## Saved entries
_ _ _ _ _
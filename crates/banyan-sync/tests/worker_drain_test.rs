//! Integration tests for the queue worker: drain order, failure
//! retention, and audit logging, using a scripted delivery client.
//!
//! The test database is shared, so every assertion filters to the
//! file created by its own test; foreign rows are simply accepted.

use std::sync::{Arc, Mutex};

use async_trait::async_trait;
use banyan_core::{ActivityEnvelope, LinkRepository, NoteRepository};
use banyan_db::test_fixtures::{
    connect_test_pool, create_test_file, create_test_linked_file, create_test_note,
};
use banyan_db::Database;
use banyan_sync::{DeliveryClient, DeliveryOutcome, SyncWorker, WorkerConfig};

/// Delivery client that records envelopes for one sender file and
/// answers those from a script; everything else is accepted.
struct ScriptedClient {
    sender_file: String,
    delivered: Mutex<Vec<ActivityEnvelope>>,
    outcomes: Mutex<Vec<DeliveryOutcome>>,
}

impl ScriptedClient {
    fn new(sender_file: &str, outcomes: Vec<DeliveryOutcome>) -> Arc<Self> {
        Arc::new(Self {
            sender_file: sender_file.to_string(),
            delivered: Mutex::new(Vec::new()),
            outcomes: Mutex::new(outcomes),
        })
    }

    fn seen(&self) -> Vec<ActivityEnvelope> {
        self.delivered.lock().unwrap().clone()
    }
}

#[async_trait]
impl DeliveryClient for ScriptedClient {
    async fn deliver(&self, _base_uri: &str, envelope: &ActivityEnvelope) -> DeliveryOutcome {
        if envelope.sender_file_name != self.sender_file {
            return DeliveryOutcome::Accepted;
        }
        self.delivered.lock().unwrap().push(envelope.clone());
        let mut outcomes = self.outcomes.lock().unwrap();
        if outcomes.is_empty() {
            DeliveryOutcome::Accepted
        } else {
            outcomes.remove(0)
        }
    }
}

#[tokio::test]
#[ignore = "requires a PostgreSQL test database"]
async fn test_drain_delivers_in_order_and_empties_queue() {
    let pool = connect_test_pool().await;
    let file = create_test_file(&pool, "wk-ord").await;
    let lf = create_test_linked_file(&pool, &file, "wk-peer-a", true).await;
    let db = Database::new(pool);

    let base = create_test_note(&db.notes, file.id, 0, "first", "b1").await.unwrap();
    create_test_note(&db.notes, file.id, base.id, "second", "b2").await.unwrap();

    let client = ScriptedClient::new(&file.name, Vec::new());
    let worker = SyncWorker::with_client(db.clone(), WorkerConfig::default(), client.clone());

    worker.drain_once().await.unwrap();

    let seen = client.seen();
    assert_eq!(seen.len(), 2);
    assert_eq!(seen[0].activity, banyan_core::LinkAction::CreateBase);
    assert_eq!(seen[1].activity, banyan_core::LinkAction::CreateResponse);
    // The response names its thread root by the base note's GUID.
    let base_guid = db.notes.get_header(base.id).await.unwrap().link_guid;
    assert_eq!(seen[1].note.as_ref().unwrap().base_link_guid, base_guid);

    let remaining: Vec<_> = db
        .links
        .pending(500)
        .await
        .unwrap()
        .into_iter()
        .filter(|e| e.linked_file_id == lf.id)
        .collect();
    assert!(remaining.is_empty());
}

#[tokio::test]
#[ignore = "requires a PostgreSQL test database"]
async fn test_failure_keeps_row_and_stops_group() {
    let pool = connect_test_pool().await;
    let file = create_test_file(&pool, "wk-fail").await;
    let lf = create_test_linked_file(&pool, &file, "wk-peer-b", true).await;
    let db = Database::new(pool);

    let base = create_test_note(&db.notes, file.id, 0, "one", "b").await.unwrap();
    create_test_note(&db.notes, file.id, base.id, "two", "b").await.unwrap();

    // First delivery for this file fails; the second row must not be
    // attempted in the same pass.
    let client = ScriptedClient::new(
        &file.name,
        vec![DeliveryOutcome::Failed("connection refused".to_string())],
    );
    let worker = SyncWorker::with_client(db.clone(), WorkerConfig::default(), client.clone());

    worker.drain_once().await.unwrap();
    assert_eq!(client.seen().len(), 1);

    // Both rows still pending, original order intact.
    let remaining: Vec<_> = db
        .links
        .pending(500)
        .await
        .unwrap()
        .into_iter()
        .filter(|e| e.linked_file_id == lf.id)
        .collect();
    assert_eq!(remaining.len(), 2);
    assert_eq!(remaining[0].activity, "create_base");

    // The next pass retries from the failed row: at-least-once delivery.
    worker.drain_once().await.unwrap();
    assert_eq!(client.seen().len(), 3);
    let remaining: Vec<_> = db
        .links
        .pending(500)
        .await
        .unwrap()
        .into_iter()
        .filter(|e| e.linked_file_id == lf.id)
        .collect();
    assert!(remaining.is_empty());
}

#[tokio::test]
#[ignore = "requires a PostgreSQL test database"]
async fn test_outcomes_land_in_link_log() {
    let pool = connect_test_pool().await;
    let file = create_test_file(&pool, "wk-log").await;
    create_test_linked_file(&pool, &file, "wk-peer-c", true).await;
    let db = Database::new(pool);

    create_test_note(&db.notes, file.id, 0, "logged", "b").await.unwrap();

    let client = ScriptedClient::new(
        &file.name,
        vec![
            DeliveryOutcome::Failed("timeout".to_string()),
            DeliveryOutcome::Accepted,
        ],
    );
    let worker = SyncWorker::with_client(db.clone(), WorkerConfig::default(), client);

    worker.drain_once().await.unwrap();
    worker.drain_once().await.unwrap();

    let log = db.links.list_log(50).await.unwrap();
    assert!(log.iter().any(|e| e.event_type == "out-fail" && e.event.contains("timeout")));
    assert!(log.iter().any(|e| e.event_type == "out-ok"));
}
_ _ _ _ _
Output all of the data exactly.

filename crates/banyan-sync/tests/worker_drain_test.rs
//! Integration tests for the queue worker: drain order, failure
//! retention, and audit logging, using a scripted delivery client.
//!
//! The test database is shared, so every assertion filters to the
//! file created by its own test; foreign rows are simply accepted.

use std::sync::{Arc, Mutex};

use async_trait::async_trait;
use banyan_core::{ActivityEnvelope, LinkRepository, NoteRepository};
use banyan_db::test_fixtures::{
    connect_test_pool, create_test_file, create_test_linked_file, create_test_note,
};
use banyan_db::Database;
use banyan_sync::{DeliveryClient, DeliveryOutcome, SyncWorker, WorkerConfig};

/// Delivery client that records envelopes for one sender file and
/// answers those from a script; everything else is accepted.
struct ScriptedClient {
    sender_file: String,
    delivered: Mutex<Vec<ActivityEnvelope>>,
    outcomes: Mutex<Vec<DeliveryOutcome>>,
}

impl ScriptedClient {
    fn new(sender_file: &str, outcomes: Vec<DeliveryOutcome>) -> Arc<Self> {
        Arc::new(Self {
            sender_file: sender_file.to_string(),
            delivered: Mutex::new(Vec::new()),
            outcomes: Mutex::new(outcomes),
        })
    }

    fn seen(&self) -> Vec<ActivityEnvelope> {
        self.delivered.lock().unwrap().clone()
    }
}

#[async_trait]
impl DeliveryClient for ScriptedClient {
    async fn deliver(&self, _base_uri: &str, envelope: &ActivityEnvelope) -> DeliveryOutcome {
        if envelope.sender_file_name != self.sender_file {
            return DeliveryOutcome::Accepted;
        }
        self.delivered.lock().unwrap().push(envelope.clone());
        let mut outcomes = self.outcomes.lock().unwrap();
        if outcomes.is_empty() {
            DeliveryOutcome::Accepted
        } else {
            outcomes.remove(0)
        }
    }
}

#[tokio::test]
#[ignore = "requires a PostgreSQL test database"]
async fn test_drain_delivers_in_order_and_empties_queue() {
    let pool = connect_test_pool().await;
    let file = create_test_file(&pool, "wk-ord").await;
    let lf = create_test_linked_file(&pool, &file, "wk-peer-a", true).await;
    let db = Database::new(pool);

    let base = create_test_note(&db.notes, file.id, 0, "first", "b1").await.unwrap();
    create_test_note(&db.notes, file.id, base.id, "second", "b2").await.unwrap();

    let client = ScriptedClient::new(&file.name, Vec::new());
    let worker = SyncWorker::with_client(db.clone(), WorkerConfig::default(), client.clone());

    worker.drain_once().await.unwrap();

    let seen = client.seen();
    assert_eq!(seen.len(), 2);
    assert_eq!(seen[0].activity, banyan_core::LinkAction::CreateBase);
    assert_eq!(seen[1].activity, banyan_core::LinkAction::CreateResponse);
    // The response names its thread root by the base note's GUID.
    let base_guid = db.notes.get_header(base.id).await.unwrap().link_guid;
    assert_eq!(seen[1].note.as_ref().unwrap().base_link_guid, base_guid);

    let remaining: Vec<_> = db
        .links
        .pending(500)
        .await
        .unwrap()
        .into_iter()
        .filter(|e| e.linked_file_id == lf.id)
        .collect();
    assert!(remaining.is_empty());
}

#[tokio::test]
#[ignore = "requires a PostgreSQL test database"]
async fn test_failure_keeps_row_and_stops_group() {
    let pool = connect_test_pool().await;
    let file = create_test_file(&pool, "wk-fail").await;
    let lf = create_test_linked_file(&pool, &file, "wk-peer-b", true).await;
    let db = Database::new(pool);

    let base = create_test_note(&db.notes, file.id, 0, "one", "b").await.unwrap();
    create_test_note(&db.notes, file.id, base.id, "two", "b").await.unwrap();

    // First delivery for this file fails; the second row must not be
    // attempted in the same pass.
    let client = ScriptedClient::new(
        &file.name,
        vec![DeliveryOutcome::Failed("connection refused".to_string())],
    );
    let worker = SyncWorker::with_client(db.clone(), WorkerConfig::default(), client.clone());

    worker.drain_once().await.unwrap();
    assert_eq!(client.seen().len(), 1);

    // Both rows still pending, original order intact.
    let remaining: Vec<_> = db
        .links
        .pending(500)
        .await
        .unwrap()
        .into_iter()
        .filter(|e| e.linked_file_id == lf.id)
        .collect();
    assert_eq!(remaining.len(), 2);
    assert_eq!(remaining[0].activity, "create_base");

    // The next pass retries from the failed row: at-least-once delivery.
    worker.drain_once().await.unwrap();
    assert_eq!(client.seen().len(), 3);
    let remaining: Vec<_> = db
        .links
        .pending(500)
        .await
        .unwrap()
        .into_iter()
        .filter(|e| e.linked_file_id == lf.id)
        .collect();
    assert!(remaining.is_empty());
}

#[tokio::test]
#[ignore = "requires a PostgreSQL test database"]
async fn test_outcomes_land_in_link_log() {
    let pool = connect_test_pool().await;
    let file = create_test_file(&pool, "wk-log").await;
    create_test_linked_file(&pool, &file, "wk-peer-c", true).await;
    let db = Database::new(pool);

    create_test_note(&db.notes, file.id, 0, "logged", "b").await.unwrap();

    let client = ScriptedClient::new(
        &file.name,
        vec![
            DeliveryOutcome::Failed("timeout".to_string()),
            DeliveryOutcome::Accepted,
        ],
    );
    let worker = SyncWorker::with_client(db.clone(), WorkerConfig::default(), client);

    worker.drain_once().await.unwrap();
    worker.drain_once().await.unwrap();

    let log = db.links.list_log(50).await.unwrap();
    assert!(log.iter().any(|e| e.event_type == "out-fail" && e.event.contains("timeout")));
    assert!(log.iter().any(|e| e.event_type == "out-ok"));
}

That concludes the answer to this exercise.